Moving forward, the pandemic will have lasting implications for our justice system. The immediate focus on keeping the doors of justice open will inevitably shift to growing case backlogs, reduced funding, increased demand for low-cost legal assistance, inequities in access, and deepening concerns regarding public trust and confidence. Our justice system must be ready, but how do we create paths forward to achieve justice for all?


Reducing the Costs and Delays of Civil Litigation

In the last 15 years, there has been a significant focus on the cost, delays, complexity, and barriers to access in the American civil justice system, at both the state and federal levels—and a significant effort to address these concerns. We’ve made progress through rule changes, case management, technology innovation, and efforts to change the overall culture, but change has been slow. Committees and task forces often take years to develop recommendations before launching multi-year pilot projects.

Enter the pandemic. We’ve seen rapid, inspirational change and disruption to norms that have the potential to lead to significant and long-term changes to how our civil justice system functions—and to the ultimate delivery of civil justice in this country. This is an excellent time to ask a key question: what are the emergent reforms that courts, attorneys, litigants, and others in the justice system have made during this time that have helped our civil justice system become more efficient and less costly, while also ensuring the system is accessible, fair, equitable, and accountable? 

The convenings highlighted a number of lessons learned that help answer that question:

  • Flexibility already exists and is largely built into the rules.
  • Case management is more critical than ever.
  • Much of the pre-trial process works well and can be done more efficiently, remotely.
  • Trials are a separate matter, and one size doesn’t fit all.
  • Cooperation, civility, and professionalism remain paramount.
  • Virtual proceedings have made courts more participatory.
  • The courtroom still matters.
  • The quality of technology also matters, as does security.

These conversations also highlighted an important takeaway: we are still in the midst of the pandemic, with challenges that we have not yet fully tackled.

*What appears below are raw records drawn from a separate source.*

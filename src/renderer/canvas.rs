//! 2D canvas renderer
//!
//! Draws one frame from a session: entities, HUD, overlays and the menu, shop
//! and game-over panels. Holds no game state of its own.

use std::f64::consts::TAU;

use glam::Vec2;
use wasm_bindgen::{JsCast, JsValue};
use web_sys::{CanvasRenderingContext2d, HtmlCanvasElement};

use super::hud::{self, Overlays};
use crate::audio::AudioOut;
use crate::consts::BOSS_RADIUS;
use crate::error::StartupError;
use crate::persistence::KeyValueStore;
use crate::session::Session;
use crate::sim::{Boss, Bullet, Enemy, EnemyKind, GamePhase, GameState, PowerUp, ShopItem};

const BACKGROUND: &str = "#1a1a2e";
const PLAYER_COLOR: &str = "#ffdc32";
const PLAYER_GLOW: &str = "#ffd700";
const SHIELD_COLOR: &str = "#00e6ff";
const GOLD: &str = "#ffd700";
const HIT_RED: &str = "#ff4444";
const PANEL: &str = "rgba(20, 20, 30, 0.85)";

pub struct CanvasRenderer {
    canvas: HtmlCanvasElement,
    ctx: CanvasRenderingContext2d,
}

impl CanvasRenderer {
    pub fn new(canvas: HtmlCanvasElement) -> Result<Self, StartupError> {
        let ctx = canvas
            .get_context("2d")
            .ok()
            .flatten()
            .ok_or(StartupError::NoCanvasContext)?
            .dyn_into::<CanvasRenderingContext2d>()
            .map_err(|_| StartupError::NoCanvasContext)?;
        Ok(Self { canvas, ctx })
    }

    pub fn canvas(&self) -> &HtmlCanvasElement {
        &self.canvas
    }

    /// Size the drawing buffer to match the displayed size
    pub fn resize(&self, width: u32, height: u32) {
        self.canvas.set_width(width);
        self.canvas.set_height(height);
    }

    /// Draw one frame
    pub fn render<A: AudioOut, S: KeyValueStore>(
        &self,
        session: &Session<A, S>,
        time_ms: f64,
    ) -> Result<(), JsValue> {
        let state = session.state();
        let ctx = &self.ctx;
        let (w, h) = (state.arena.x as f64, state.arena.y as f64);
        let overlays = Overlays::from_state(state, session.settings());

        ctx.set_fill_style_str(BACKGROUND);
        ctx.fill_rect(0.0, 0.0, w, h);

        if state.phase == GamePhase::Menu {
            return self.draw_menu(state, session.leaderboard().entries());
        }

        ctx.save();
        if overlays.shake > 0.0 {
            let s = overlays.shake as f64;
            ctx.translate(
                (js_sys::Math::random() - 0.5) * s,
                (js_sys::Math::random() - 0.5) * s,
            )?;
        }
        if overlays.hit_flash > 0.0 {
            ctx.set_global_alpha(overlays.hit_flash as f64);
            ctx.set_fill_style_str(HIT_RED);
            ctx.fill_rect(0.0, 0.0, w, h);
            ctx.set_global_alpha(1.0);
        }

        self.draw_player(state, session.pointer(), time_ms)?;
        for bullet in &state.bullets {
            self.draw_icon(Bullet::ICON, bullet.pos, 28.0, 0.95)?;
        }
        for enemy in &state.enemies {
            self.draw_enemy(enemy)?;
        }
        for power_up in &state.power_ups {
            self.draw_power_up(power_up)?;
        }
        if let Some(boss) = &state.boss {
            self.draw_boss(boss)?;
        }

        if overlays.boss_warning {
            ctx.set_global_alpha(0.8);
            self.text("BOSS INCOMING!", w / 2.0, h / 2.0, "48px sans-serif", GOLD, "center")?;
            ctx.set_global_alpha(1.0);
        }
        if overlays.fade > 0.0 {
            ctx.set_global_alpha(overlays.fade as f64);
            ctx.set_fill_style_str("#000");
            ctx.fill_rect(0.0, 0.0, w, h);
            ctx.set_global_alpha(1.0);
        }
        ctx.restore();

        if let Some(popup) = &overlays.popup {
            ctx.set_global_alpha(popup.alpha as f64);
            self.text(&popup.text, w / 2.0, 80.0, "40px sans-serif", GOLD, "center")?;
            ctx.set_global_alpha(1.0);
        }

        if state.phase == GamePhase::GameOver {
            if overlays.fade >= 1.0 {
                self.draw_game_over(state, session.leaderboard().entries())?;
            }
            return Ok(());
        }

        self.draw_hud(state)?;

        if state.shop.open {
            self.draw_shop(state)?;
        } else if overlays.paused {
            self.draw_pause(w, h)?;
        }
        Ok(())
    }

    fn text(
        &self,
        text: &str,
        x: f64,
        y: f64,
        font: &str,
        color: &str,
        align: &str,
    ) -> Result<(), JsValue> {
        self.ctx.set_font(font);
        self.ctx.set_text_align(align);
        self.ctx.set_text_baseline("middle");
        self.ctx.set_fill_style_str(color);
        self.ctx.fill_text(text, x, y)
    }

    fn draw_icon(&self, icon: &str, pos: Vec2, size: f64, alpha: f64) -> Result<(), JsValue> {
        self.ctx.set_global_alpha(alpha);
        let font = format!("{}px serif", size);
        let result = self.text(icon, pos.x as f64, pos.y as f64, &font, "#fff", "center");
        self.ctx.set_global_alpha(1.0);
        result
    }

    fn draw_player(
        &self,
        state: &GameState,
        pointer: Option<Vec2>,
        time_ms: f64,
    ) -> Result<(), JsValue> {
        let ctx = &self.ctx;
        let player = &state.player;
        let size = player.size as f64;

        // Aim line
        if let Some(target) = pointer {
            ctx.begin_path();
            ctx.move_to(player.pos.x as f64, player.pos.y as f64);
            ctx.line_to(target.x as f64, target.y as f64);
            ctx.set_stroke_style_str("#fff");
            ctx.set_line_width(1.0);
            ctx.set_global_alpha(0.25);
            ctx.stroke();
            ctx.set_global_alpha(1.0);
        }

        ctx.save();
        ctx.translate(player.pos.x as f64, player.pos.y as f64)?;
        ctx.rotate(player.angle as f64)?;
        ctx.begin_path();
        ctx.move_to(size * 0.7, 0.0);
        ctx.line_to(-size * 0.5, -size * 0.5);
        ctx.line_to(-size * 0.5, size * 0.5);
        ctx.close_path();
        ctx.set_fill_style_str(PLAYER_COLOR);
        ctx.set_shadow_color(PLAYER_GLOW);
        ctx.set_shadow_blur(10.0);
        ctx.fill();
        ctx.set_shadow_blur(0.0);

        if state.effects.shield() {
            ctx.begin_path();
            ctx.arc(0.0, 0.0, size / 2.0 + 8.0, 0.0, TAU)?;
            ctx.set_stroke_style_str(SHIELD_COLOR);
            ctx.set_line_width(4.0);
            ctx.set_global_alpha(hud::shield_pulse(time_ms) as f64);
            ctx.stroke();
            ctx.set_global_alpha(1.0);
        }
        ctx.restore();
        Ok(())
    }

    fn draw_enemy(&self, enemy: &Enemy) -> Result<(), JsValue> {
        let ctx = &self.ctx;
        let (x, y) = (enemy.pos.x as f64, enemy.pos.y as f64);
        ctx.begin_path();
        match enemy.kind {
            EnemyKind::Tanky => {
                ctx.arc(x, y, 22.0, 0.0, TAU)?;
                // Darker once wounded
                ctx.set_fill_style_str(if enemy.health < enemy.kind.health() {
                    "#3c7a3c"
                } else {
                    "#64c864"
                });
            }
            EnemyKind::Fast => {
                ctx.rect(x - 16.0, y - 16.0, 32.0, 32.0);
                ctx.set_fill_style_str(HIT_RED);
            }
            EnemyKind::Normal => {
                ctx.rect(x - 16.0, y - 16.0, 32.0, 32.0);
                ctx.set_fill_style_str("#888");
            }
        }
        ctx.set_shadow_color("#000");
        ctx.set_shadow_blur(8.0);
        ctx.fill();
        ctx.set_shadow_blur(0.0);

        self.draw_icon(enemy.icon(), enemy.pos - Vec2::new(0.0, 36.0), 24.0, 1.0)
    }

    fn draw_power_up(&self, power_up: &PowerUp) -> Result<(), JsValue> {
        self.draw_icon(power_up.kind.icon(), power_up.pos, 32.0, 1.0)
    }

    fn draw_boss(&self, boss: &Boss) -> Result<(), JsValue> {
        let ctx = &self.ctx;
        let (x, y) = (boss.pos.x as f64, boss.pos.y as f64);
        ctx.begin_path();
        ctx.arc(x, y, BOSS_RADIUS as f64, 0.0, TAU)?;
        ctx.set_fill_style_str("#a020f0");
        ctx.set_shadow_color("#fff");
        ctx.set_shadow_blur(16.0);
        ctx.fill();
        ctx.set_shadow_blur(0.0);

        // Health bar
        ctx.set_fill_style_str("#e23232");
        ctx.fill_rect(x - 30.0, y - 54.0, 60.0, 10.0);
        ctx.set_fill_style_str(GOLD);
        ctx.fill_rect(x - 30.0, y - 54.0, 60.0 * boss.health_fraction() as f64, 10.0);
        self.text("BOSS", x, y - 66.0, "20px serif", "#fff", "center")
    }

    fn draw_hud(&self, state: &GameState) -> Result<(), JsValue> {
        for (i, alpha) in hud::heart_alphas(&state.player).into_iter().enumerate() {
            let pos = Vec2::new(30.0 + i as f32 * 32.0, 24.0);
            self.draw_icon("❤️", pos, 28.0, alpha as f64)?;
        }
        let right = state.arena.x as f64 - 16.0;
        self.text(&hud::score_text(state), right, 24.0, "24px sans-serif", "#fff", "right")?;
        self.text(&hud::high_score_text(state), right, 54.0, "18px sans-serif", GOLD, "right")?;
        self.text(&hud::level_text(state), 16.0, 60.0, "18px sans-serif", "#ccc", "left")?;
        if !state.dash.ready() {
            self.text("Dash recharging", 16.0, 84.0, "14px sans-serif", "#888", "left")?;
        }
        Ok(())
    }

    fn panel(&self, width: f64, height: f64) -> (f64, f64) {
        let w = self.canvas.width() as f64;
        let h = self.canvas.height() as f64;
        let x = (w - width) / 2.0;
        let y = (h - height) / 2.0;
        self.ctx.set_fill_style_str(PANEL);
        self.ctx.fill_rect(x, y, width, height);
        (w / 2.0, y)
    }

    fn draw_menu(&self, state: &GameState, leaderboard: &[u64]) -> Result<(), JsValue> {
        let (cx, top) = self.panel(520.0, 420.0);
        self.text("🧀 Cheddar Defense", cx, top + 50.0, "44px sans-serif", GOLD, "center")?;
        let lines = [
            "WASD / arrows to move, mouse to aim, click to shoot",
            "Shift to dash, P to pause, M to switch music",
            "Defeat bosses for bonus points",
        ];
        for (i, line) in lines.iter().enumerate() {
            let y = top + 110.0 + i as f64 * 28.0;
            self.text(line, cx, y, "18px sans-serif", "#ddd", "center")?;
        }
        self.text(
            &hud::high_score_text(state),
            cx,
            top + 210.0,
            "22px sans-serif",
            GOLD,
            "center",
        )?;
        self.draw_leaderboard(leaderboard, cx, top + 250.0)?;
        self.text(
            "Press Space or Enter to start",
            cx,
            top + 390.0,
            "24px sans-serif",
            "#fff",
            "center",
        )
    }

    fn draw_leaderboard(&self, entries: &[u64], cx: f64, top: f64) -> Result<(), JsValue> {
        if entries.is_empty() {
            return self.text("No scores yet", cx, top, "18px sans-serif", "#888", "center");
        }
        for (i, score) in entries.iter().enumerate() {
            let line = format!("{}. {}", i + 1, score);
            self.text(&line, cx, top + i as f64 * 24.0, "18px sans-serif", "#fff", "center")?;
        }
        Ok(())
    }

    fn draw_pause(&self, w: f64, h: f64) -> Result<(), JsValue> {
        self.ctx.set_global_alpha(0.7);
        self.ctx.set_fill_style_str("#222");
        self.ctx.fill_rect(0.0, 0.0, w, h);
        self.ctx.set_global_alpha(1.0);
        self.text("PAUSED", w / 2.0, h / 2.0, "60px sans-serif", "#fff", "center")?;
        self.text(
            "Press P to resume",
            w / 2.0,
            h / 2.0 + 60.0,
            "28px sans-serif",
            "#fff",
            "center",
        )
    }

    fn draw_shop(&self, state: &GameState) -> Result<(), JsValue> {
        let (cx, top) = self.panel(460.0, 300.0);
        self.text("🛒 Shop", cx, top + 40.0, "36px sans-serif", GOLD, "center")?;
        self.text(
            &format!("Score to spend: {}", state.displayed_score()),
            cx,
            top + 90.0,
            "20px sans-serif",
            "#fff",
            "center",
        )?;
        for (i, item) in ShopItem::ALL.iter().enumerate() {
            let affordable = state.displayed_score() >= item.cost();
            let line = format!("[{}] {} ({} pts)", i + 1, item.label(), item.cost());
            let color = if affordable { "#fff" } else { "#777" };
            let y = top + 140.0 + i as f64 * 36.0;
            self.text(&line, cx, y, "22px sans-serif", color, "center")?;
        }
        self.text(
            &format!("Fire delay: {} ms", state.fire_delay_ms),
            cx,
            top + 225.0,
            "16px sans-serif",
            "#aaa",
            "center",
        )?;
        self.text(
            "Press C or Escape to continue",
            cx,
            top + 270.0,
            "18px sans-serif",
            "#ddd",
            "center",
        )
    }

    fn draw_game_over(&self, state: &GameState, leaderboard: &[u64]) -> Result<(), JsValue> {
        let (cx, top) = self.panel(460.0, 400.0);
        self.text("Game Over", cx, top + 50.0, "48px sans-serif", HIT_RED, "center")?;
        self.text(
            &format!("Final score: {}", state.displayed_score()),
            cx,
            top + 110.0,
            "26px sans-serif",
            "#fff",
            "center",
        )?;
        self.text(
            &hud::high_score_text(state),
            cx,
            top + 145.0,
            "20px sans-serif",
            GOLD,
            "center",
        )?;
        self.text("Top scores", cx, top + 190.0, "20px sans-serif", "#ccc", "center")?;
        self.draw_leaderboard(leaderboard, cx, top + 220.0)?;
        self.text(
            "Press R for the menu",
            cx,
            top + 370.0,
            "22px sans-serif",
            "#fff",
            "center",
        )
    }
}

The impacts of the pandemic will continue for many years to come, as the justice system deals with the backlog of trials and the increase in certain cases as a result of the pandemic’s effect on people’s lives and businesses. We are learning that the hybrid world brings new complexities. Managing different views will be more challenging as judges and attorneys navigate more choices, and differences of opinions between the parties regarding in-person versus remote appearances.

Around the country, task forces, committees, individual judges and attorneys, and numerous other stakeholders are engaged in this process of determining lessons learned and recommendations for what changes should be continued. A key piece of this analysis must be further research. Courts had to respond to the crisis quickly, putting in place changes without long-term study or research. We have seen the value of innovation in this moment, and we should continue to encourage an agile approach to change management. We should bolster these efforts with data wherever that is possible. And, we need to identify the places where it is essential to slow down and conduct research, particularly where key system values are at stake, such as due process. Research into jury trials and virtual versus in-person presence (including concerns of attention span, credibility determinations, and witness interference and misconduct) are key areas for focus.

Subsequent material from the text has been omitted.